Starting at the first line of the entries below, output every line exactly, up to and including the line with "use crate::app::AppState;".

*** Data shown ***

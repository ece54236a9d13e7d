use axum::{
    Json,
    extract::{State, rejection::JsonRejection},
    http::{HeaderMap, StatusCode},
    response::{IntoResponse, Response},
};
use regex::Regex;
use serde::{Deserialize, Serialize};
use serde_json::json;
use std::sync::{Arc, LazyLock};
use uuid::Uuid;

use crate::app::AppState;
use crate::mailer::{ContactMail, MailerError};

const NAME_MAX: usize = 80;
const EMAIL_MAX: usize = 120;
const SUBJECT_MAX: usize = 150;
const MESSAGE_MAX: usize = 5000;

static EMAIL_REGEX: LazyLock<Regex> = LazyLock::new(|| {
    Regex::new(r"^[a-zA-Z0-9.!#$%&'*+/=?^_`{|}~-]+@[a-zA-Z0-9](?:[a-zA-Z0-9-]{0,61}[a-zA-Z0-9])?(?:\.[a-zA-Z0-9](?:[a-zA-Z0-9-]{0,61}[a-zA-Z0-9])?)*$")
        .expect("email regex should compile")
});

#[derive(Debug, Deserialize)]
pub struct SendMailRequest {
    #[serde(default)]
    name: String,
    #[serde(default)]
    email: String,
    #[serde(default)]
    subject: String,
    #[serde(default)]
    message: String,
}

#[derive(Debug, Serialize)]
#[serde(rename_all = "camelCase")]
pub struct SendMailResponse {
    status: &'static str,
    request_id: String,
}

#[derive(Debug, PartialEq, Eq)]
pub enum SendMailError {
    BadBody,
    Validation(String),
    ComposeFailed,
    DeliveryFailed,
}

impl IntoResponse for SendMailError {
    fn into_response(self) -> Response {
        let (status, message) = match self {
            SendMailError::BadBody => (StatusCode::BAD_REQUEST, "invalid JSON body".to_string()),
            SendMailError::Validation(msg) => (StatusCode::BAD_REQUEST, msg),
            SendMailError::ComposeFailed => (
                StatusCode::INTERNAL_SERVER_ERROR,
                "failed to compose email".to_string(),
            ),
            SendMailError::DeliveryFailed => {
                (StatusCode::BAD_GATEWAY, "failed to send email".to_string())
            }
        };
        (status, Json(json!({ "error": message }))).into_response()
    }
}

pub async fn handle_send_mail(
    State(state): State<Arc<AppState>>,
    headers: HeaderMap,
    body: Result<Json<SendMailRequest>, JsonRejection>,
) -> Result<Response, SendMailError> {
    let logger = &state.logger;
    let request_id = headers
        .get("x-request-id")
        .and_then(|value| value.to_str().ok())
        .map(|value| value.trim())
        .filter(|value| !value.is_empty())
        .map(|value| value.to_string())
        .unwrap_or_else(|| Uuid::new_v4().to_string());

    let Json(req) = body.map_err(|rejection| {
        logger.warn(
            "send_mail.bad_body",
            json!({ "requestId": request_id, "error": rejection.body_text() }),
        );
        SendMailError::BadBody
    })?;

    if let Err(err) = validate(&req) {
        if let SendMailError::Validation(reason) = &err {
            logger.info(
                "send_mail.rejected",
                json!({ "requestId": request_id, "reason": reason }),
            );
        }
        return Err(err);
    }

    let mail = compose_mail(&req, &request_id);
    state.mailer.deliver(mail).await.map_err(|err| {
        logger.error(
            "send_mail.delivery_failed",
            json!({ "requestId": request_id, "error": err.to_string() }),
        );
        match err {
            MailerError::Compose(_) => SendMailError::ComposeFailed,
            MailerError::Transport(_) => SendMailError::DeliveryFailed,
        }
    })?;

    logger.info("send_mail.delivered", json!({ "requestId": request_id }));
    Ok(Json(SendMailResponse {
        status: "sent",
        request_id,
    })
    .into_response())
}

fn validate(req: &SendMailRequest) -> Result<(), SendMailError> {
    let invalid = |msg: &str| Err(SendMailError::Validation(msg.to_string()));

    let name = req.name.trim();
    if name.is_empty() {
        return invalid("name cannot be empty");
    }
    if name.chars().count() > NAME_MAX {
        return invalid("name too long (max 80 chars)");
    }
    if contains_control_chars(name) {
        return invalid("name contains invalid characters");
    }

    let email = req.email.trim();
    if email.is_empty() {
        return invalid("email is required");
    }
    if email.chars().count() > EMAIL_MAX {
        return invalid("email too long (max 120 chars)");
    }
    if !EMAIL_REGEX.is_match(email) {
        return invalid("invalid email format");
    }

    let subject = req.subject.trim();
    if subject.chars().count() > SUBJECT_MAX {
        return invalid("subject too long (max 150 chars)");
    }
    if contains_control_chars(subject) {
        return invalid("subject contains invalid characters");
    }

    let message = req.message.trim();
    if message.is_empty() {
        return invalid("message cannot be empty");
    }
    if message.chars().count() > MESSAGE_MAX {
        return invalid("message too long (max 5000 chars)");
    }
    if contains_control_chars(message) {
        return invalid("message contains invalid characters");
    }

    Ok(())
}

fn contains_control_chars(s: &str) -> bool {
    s.chars()
        .any(|c| c.is_control() && c != '\n' && c != '\r' && c != '\t')
}

fn compose_mail(req: &SendMailRequest, request_id: &str) -> ContactMail {
    let name = req.name.trim();
    let email = req.email.trim();
    let subject = match req.subject.trim() {
        "" => format!("[Portfolio] New message from {name}"),
        given => format!("[Portfolio] {given}"),
    };
    let body = format!(
        "New portfolio contact message\n\n\
        Request ID: {request_id}\n\
        Name: {name}\n\
        Email: {email}\n\n\
        Message:\n{}\n",
        req.message.trim(),
    );
    ContactMail {
        request_id: request_id.to_string(),
        sender_name: name.to_string(),
        sender_email: email.to_string(),
        subject,
        body,
    }
}

#[cfg(test)]
mod tests {
    use super::*;

    fn request(name: &str, email: &str, subject: &str, message: &str) -> SendMailRequest {
        SendMailRequest {
            name: name.to_string(),
            email: email.to_string(),
            subject: subject.to_string(),
            message: message.to_string(),
        }
    }

    fn reason(req: &SendMailRequest) -> String {
        match validate(req) {
            Err(SendMailError::Validation(reason)) => reason,
            other => panic!("expected validation error, got {other:?}"),
        }
    }

    #[test]
    fn well_formed_request_passes() {
        let req = request("Ada", "ada@example.com", "", "Hello\nthere");
        assert_eq!(validate(&req), Ok(()));
    }

    #[test]
    fn email_is_required_and_checked() {
        assert_eq!(reason(&request("Ada", "  ", "", "hi")), "email is required");
        assert_eq!(
            reason(&request("Ada", "ada@", "", "hi")),
            "invalid email format"
        );
    }

    #[test]
    fn limits_count_characters() {
        let long_name = "é".repeat(80);
        assert_eq!(validate(&request(&long_name, "a@b.co", "", "hi")), Ok(()));
        let too_long = "x".repeat(5001);
        assert_eq!(
            reason(&request("Ada", "a@b.co", "", &too_long)),
            "message too long (max 5000 chars)"
        );
        let long_subject = "s".repeat(151);
        assert_eq!(
            reason(&request("Ada", "a@b.co", &long_subject, "hi")),
            "subject too long (max 150 chars)"
        );
    }

    #[test]
    fn control_characters_are_rejected() {
        assert_eq!(
            reason(&request("Ada\u{0007}", "a@b.co", "", "hi")),
            "name contains invalid characters"
        );
        assert_eq!(validate(&request("Ada", "a@b.co", "", "line\r\n\tnext")), Ok(()));
    }

    #[test]
    fn empty_subject_gets_a_default() {
        let mail = compose_mail(&request(" Ada ", "ada@example.com", "", "hi"), "req-9");
        assert_eq!(mail.subject, "[Portfolio] New message from Ada");
        assert!(mail.body.contains("Request ID: req-9"));
        let titled = compose_mail(&request("Ada", "ada@example.com", "Hire", "hi"), "req-9");
        assert_eq!(titled.subject, "[Portfolio] Hire");
    }
}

*** End of Data shown ***

Answer
repository ece54236a9d13e7d
use axum::{
    Json,
    extract::{State, rejection::JsonRejection},
    http::{HeaderMap, StatusCode},
    response::{IntoResponse, Response},
};
use regex::Regex;
use serde::{Deserialize, Serialize};
use serde_json::json;
use std::sync::{Arc, LazyLock};
use uuid::Uuid;

use crate::app::AppState;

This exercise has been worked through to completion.